//! # Error reporting for reading of matrix files
//!
//! A collection of enums and structures describing any problems encountered during reading and
//! parsing.
use std::fmt;
use std::io;
use std::path::PathBuf;

use thiserror::Error;

/// An `ImportError` is created when an error was encountered during IO or parsing.
///
/// It is the highest error in the io error hierarchy.
#[derive(Debug, Error)]
pub enum ImportError {
    /// The file to read isn't found, or the reading of file couldn't start or was interrupted.
    #[error("Could not read \"{}\": {source}", .path.display())]
    IO {
        /// File that was being read.
        path: PathBuf,
        /// Underlying problem.
        #[source]
        source: io::Error,
    },
    /// Contents of the file could not be parsed into a matrix.
    #[error("Could not parse \"{}\": {source}", .path.display())]
    Format {
        /// File that was being parsed.
        path: PathBuf,
        /// Underlying problem, with the offending line if there is one.
        #[source]
        source: FormatError,
    },
}

/// A `FormatError` represents all errors encountered during parsing.
///
/// It may hold a file location containing a line number and line, at which the error was caused.
#[derive(Debug, Clone, PartialEq, Eq)]
pub struct FormatError {
    description: String,
    location: Option<(u64, String)>,
}

/// A `FileLocation` references a line in the text by its number, starting at `1`, and contains a
/// reference to the line itself.
pub(crate) type FileLocation<'a> = (u64, &'a str);

impl FormatError {
    /// Create a new `FormatError` with only a description.
    ///
    /// # Arguments
    ///
    /// * `description`: What's wrong at the moment of creation.
    pub fn new(description: impl Into<String>) -> Self {
        Self { description: description.into(), location: None }
    }

    /// Create a new `FormatError` that points at the line that caused it.
    ///
    /// # Arguments
    ///
    /// * `description`: What's wrong at the moment of creation.
    /// * `file_location`: A line number and line that caused the error.
    pub(crate) fn with_file_location(
        description: impl Into<String>,
        file_location: FileLocation,
    ) -> Self {
        let (line_number, line) = file_location;

        Self {
            description: description.into(),
            location: Some((line_number, line.to_string())),
        }
    }

    /// What went wrong, without the location.
    pub fn description(&self) -> &str {
        &self.description
    }

    /// Number of the line that caused the error, if the error is caused by a single line.
    pub fn line_number(&self) -> Option<u64> {
        self.location.as_ref().map(|&(line_number, _)| line_number)
    }
}

impl fmt::Display for FormatError {
    fn fmt(&self, f: &mut fmt::Formatter) -> fmt::Result {
        write!(f, "FormatError: {}", self.description)?;
        if let Some((line_number, line)) = &self.location {
            write!(f, "\n\tCaused at line\t{line_number}:\t{line}")?;
        }

        Ok(())
    }
}

impl std::error::Error for FormatError {}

(TASK DETAILS)
In the data above, start at the line that has "use std::path::PathBuf;", stop after the line that has "there is one.", and print every line in between exactly as it stands.

(RESPONSE BELOW)
use std::path::PathBuf;

use thiserror::Error;

/// An `ImportError` is created when an error was encountered during IO or parsing.
///
/// It is the highest error in the io error hierarchy.
#[derive(Debug, Error)]
pub enum ImportError {
    /// The file to read isn't found, or the reading of file couldn't start or was interrupted.
    #[error("Could not read \"{}\": {source}", .path.display())]
    IO {
        /// File that was being read.
        path: PathBuf,
        /// Underlying problem.
        #[source]
        source: io::Error,
    },
    /// Contents of the file could not be parsed into a matrix.
    #[error("Could not parse \"{}\": {source}", .path.display())]
    Format {
        /// File that was being parsed.
        path: PathBuf,
        /// Underlying problem, with the offending line if there is one.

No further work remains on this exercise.